_PROMPT:_
Let the output be exactly the lines from the one containing "if computed != expected" through the end of the records below, both included.

_Stored data:_
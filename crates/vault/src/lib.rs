//! The SPV vault engine: a deterministic state machine over per-(owner, vault) balances driven
//! by Bitcoin-transaction-encoded withdrawal instructions, reconciled against on-chain events
//! with idempotent, replay-safe transitions.

pub mod contract;
pub mod engine;
pub mod errors;
pub mod fee;
pub mod reconciler;
pub mod state;
pub mod withdrawal;

pub use engine::SpvVaultEngine;
pub use errors::VaultError;
pub use reconciler::EventReconciler;
pub use state::SpvVaultState;
pub use withdrawal::SpvWithdrawalData;
impl TokenBalance {
    /// Creates a zero balance.
    pub const fn new(token: Address, multiplier: u64) -> Self {
        Self {
            token,
            multiplier,
            raw: 0,
        }
    }

    /// Adds raw units.
    pub fn checked_add(&mut self, amount: u64) -> Result<(), VaultError> {
        self.raw = self.raw.checked_add(amount).ok_or(VaultError::Arithmetic)?;
        Ok(())
    }

    /// Subtracts raw units.
    pub fn checked_sub(&mut self, amount: u64) -> Result<(), VaultError> {
        self.raw = self.raw.checked_sub(amount).ok_or(VaultError::Arithmetic)?;
        Ok(())
    }

    /// The balance in token units: raw times the multiplier, widened so the product cannot wrap.
    pub fn scaled(&self) -> U256 {
        U256::from(self.raw) * U256::from(self.multiplier)
    }
}

/// The parameter set a vault was opened with.
///
/// The contract records only `keccak256` of the ABI-packed tuple; fetched parameters must be
/// re-hashed and compared against that commitment before anything trusts them.
#[derive(Debug, Clone, Copy, PartialEq, Eq)]
pub struct VaultParams {
    /// Relay contract the vault validates inclusion proofs against.
    pub btc_relay: Address,

    /// First token address.
    pub token0: Address,

    /// Second token address.
    pub token1: Address,

    /// Fixed-point multiplier applied to raw token0 amounts.
    pub multiplier0: u64,

    /// Fixed-point multiplier applied to raw token1 amounts.
    pub multiplier1: u64,

    /// Confirmations required on withdrawal transactions.
    pub confirmations: u32,
}

impl VaultParams {
    /// Computes the parameter commitment: `keccak256` of the ABI-packed
    /// (relay, token0, token1, multiplier0, multiplier1, confirmations) tuple.
    pub fn commitment(&self) -> B256 {
        let packed = (
            self.btc_relay,
            self.token0,
            self.token1,
            self.multiplier0,
            self.multiplier1,
            self.confirmations,
        )
            .abi_encode_packed();
        keccak256(packed)
    }

    /// Verifies these parameters against the on-chain-recorded commitment.
    pub fn verify_commitment(&self, expected: B256) -> Result<(), VaultError> {
        let computed = self.commitment();
        if computed != expected {
            warn!(%expected, %computed, "vault parameter commitment mismatch");
            return Err(VaultError::ParameterCommitmentMismatch { expected, computed });
        }
        Ok(())
    }
}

_EXERCISE OUTPUT:_
        if computed != expected {
            warn!(%expected, %computed, "vault parameter commitment mismatch");
            return Err(VaultError::ParameterCommitmentMismatch { expected, computed });
        }
        Ok(())
    }
}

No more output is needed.